We will obtain and re-new certificates by leveraging cert-manager, let's install it according to the official guide:
helm repo add jetstack https://charts.jetstack.io --force-update
helm install \
cert-manager jetstack/cert-manager \
--namespace cert-manager \
--create-namespace \
--version v1.16.2 \
--set crds.enabled=true
Install example service
Build and push example Docker image (optional)
TIP
If you don't want to build the Docker image by yourself, you can use my pre-built image kezhenxu94/nginx-ssl-example:1.0.0
directly.
We are going to use a very simple example service - an Nginx server with the default index page, here is the Dockerfile:
FROM nginx:1.25.3
COPY nginx.conf /etc/nginx/nginx.conf
Let's build the Docker image and push it to a container registry:
docker buildx build --platform linux/amd64,linux/arm64 --push -t kezhenxu94/nginx-ssl-example:1.0.0 .
Deploy example service
In order to make it easier for you to modify the domain name and the image name, I'm going to use a Helm chart to deploy the example service, you can download the Helm Chart from this GitHub repository.
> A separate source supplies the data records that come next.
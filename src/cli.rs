// CLI definitions using clap

use clap::{Args, Parser, Subcommand};
use std::path::PathBuf;

#[derive(Parser)]
#[command(name = "headsurf")]
#[command(author, version, about = "Head-motion to key-press controller")]
#[command(propagate_version = true)]
pub struct Cli {
    /// Config file path (default: ~/.config/headsurf/config.toml)
    #[arg(short, long, global = true)]
    pub config: Option<PathBuf>,

    /// Log level (error, warn, info, debug, trace)
    #[arg(long, global = true, default_value = "info")]
    pub log_level: String,

    #[command(subcommand)]
    pub command: Option<Commands>,
}

#[derive(Subcommand)]
pub enum Commands {
    /// Read landmark samples and press keys (default)
    Run(RunArgs),

    /// List emulator profiles and their keys
    #[command(visible_alias = "ls")]
    Profiles,

    /// Write a default config file
    InitConfig {
        /// Overwrite an existing file
        #[arg(long)]
        force: bool,
    },
}

#[derive(Args, Default)]
pub struct RunArgs {
    /// Newline-delimited JSON samples (default: stdin, or "-")
    #[arg(short, long, value_name = "FILE")]
    pub input: Option<PathBuf>,

    /// Emulator profile (overrides config)
    #[arg(short, long)]
    pub profile: Option<String>,

    /// Mirror x coordinates (selfie-view camera)
    #[arg(long)]
    pub mirror: bool,

    /// Only log key presses; never open /dev/uinput
    #[arg(long)]
    pub simulate: bool,

    /// No terminal controls (calibrate with --auto-calibrate)
    #[arg(long)]
    pub headless: bool,

    /// Calibrate on the first detected sample
    #[arg(long)]
    pub auto_calibrate: bool,
}

impl Commands {
    /// Whether this command puts the terminal into raw mode
    pub fn uses_raw_terminal(&self) -> bool {
        matches!(self, Commands::Run(args) if !args.headless)
    }
}
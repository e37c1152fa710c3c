//! Emulator profiles: which key each action presses
//!
//! A profile is a total table over [`Action`]; a profile missing an action
//! fails to parse, and a profile naming an unknown key fails validation when
//! the config is loaded rather than at dispatch time.

use crate::config::ConfigError;
use crate::keys;
use headsurf_core::Action;
use serde::{Deserialize, Serialize};
use std::collections::BTreeMap;

/// Name of the profile used when none is configured
pub const DEFAULT_PROFILE: &str = "bluestacks";

/// Action → key identifier table
#[derive(Debug, Clone, PartialEq, Eq, Serialize, Deserialize)]
#[serde(deny_unknown_fields)]
pub struct KeyTable {
    pub jump: String,
    pub slide: String,
    pub left: String,
    pub right: String,
}

impl KeyTable {
    pub fn new(jump: &str, slide: &str, left: &str, right: &str) -> Self {
        Self {
            jump: jump.to_string(),
            slide: slide.to_string(),
            left: left.to_string(),
            right: right.to_string(),
        }
    }

    /// Key identifier for `action`
    pub fn key_for(&self, action: Action) -> &str {
        match action {
            Action::Jump => &self.jump,
            Action::Slide => &self.slide,
            Action::Left => &self.left,
            Action::Right => &self.right,
        }
    }

    /// Check that every key resolves to an input code
    pub fn validate(&self, profile: &str) -> Result<(), ConfigError> {
        for action in Action::ALL {
            let key = self.key_for(action);
            if !keys::is_known(key) {
                return Err(ConfigError::UnknownKey {
                    profile: profile.to_string(),
                    action,
                    key: key.to_string(),
                });
            }
        }
        Ok(())
    }
}

/// Built-in emulator profiles
pub fn builtin_profiles() -> [(&'static str, KeyTable); 2] {
    [
        // Arrow keys, BlueStacks default game controls
        ("bluestacks", KeyTable::new("up", "down", "left", "right")),
        // WASD, Nox default game controls
        ("nox", KeyTable::new("w", "s", "a", "d")),
    ]
}

/// Lookup of profiles by name
#[derive(Debug, Clone, Default)]
pub struct ProfileRegistry {
    profiles: BTreeMap<String, KeyTable>,
}

impl ProfileRegistry {
    /// Create an empty registry
    pub fn new() -> Self {
        Self::default()
    }

    /// Create a registry with builtin profiles pre-loaded
    pub fn with_builtins() -> Self {
        let mut registry = Self::new();
        for (name, table) in builtin_profiles() {
            registry.profiles.insert(name.to_string(), table);
        }
        registry
    }

    /// Validate and register a profile, replacing any with the same name
    pub fn register(&mut self, name: &str, table: KeyTable) -> Result<(), ConfigError> {
        table.validate(name)?;
        self.profiles.insert(name.to_string(), table);
        Ok(())
    }

    pub fn get(&self, name: &str) -> Option<&KeyTable> {
        self.profiles.get(name)
    }

    /// Find a profile or fail with the list of known names
    pub fn resolve(&self, name: &str) -> Result<&KeyTable, ConfigError> {
        self.get(name).ok_or_else(|| ConfigError::UnknownProfile {
            name: name.to_string(),
            available: self.names().collect::<Vec<_>>().join(", "),
        })
    }

    /// Profile names in sorted order
    pub fn names(&self) -> impl Iterator<Item = &str> {
        self.profiles.keys().map(String::as_str)
    }

    pub fn iter(&self) -> impl Iterator<Item = (&str, &KeyTable)> {
        self.profiles.iter().map(|(name, table)| (name.as_str(), table))
    }

    pub fn len(&self) -> usize {
        self.profiles.len()
    }

    pub fn is_empty(&self) -> bool {
        self.profiles.is_empty()
    }
}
And here is the Helm chart values file:
image:
repository: kezhenxu94/nginx-ssl-example:1.0.0
pullPolicy: IfNotPresent
tag: latest
replicas: 1
resources:
cpu: 1
memory: 500Mi
gateway:
issuer:
email: info@your-email.com
hosts: &hosts
- letsencrypt.kezhenxu94.me
selector:
istio: ingressgateway
http:
hosts: *hosts
https:
hosts: *hosts
in the gateway.hosts
field, you should replace letsencrypt.kezhenxu94.me
with your own domain name, and that's all you need to do.
Now let's install the example service with the Helm chart:
helm install letsencrypt-sample . --values ./values.yaml
After a few seconds, you should be able to see a Pod named cm-acme-http-resolver-xxxx
, this is used for Let's Encrypt to verify your domain ownership:
kubectl get pods -A | grep acme
istio-system cm-acme-http-solver-kckvx 1/1 Running 0 11s
And the Pod will be deleted after your domain ownership is verified and the certificate is issued, you can check the certificate status by running:
kubectl get certificate -A
NAMESPACE NAME READY SECRET AGE
istio-system default-letsencrypt-sample True default-letsencrypt-sample 4m30s
you can see the READY
field is True
, which means the certificate is ready to use.
Test the service
Now you can navigate to your domain https://letsencrypt.kezhenxu94.me in the browser, you should see the default Nginx index page, and the connection is secure with a valid certificate:
If you click on the lock icon in the address bar, you can see the certificate information:
It's a valid Let's Encrypt certificate, and it will be auto-renewed by cert-manager before it expires, so you don't need to worry about it.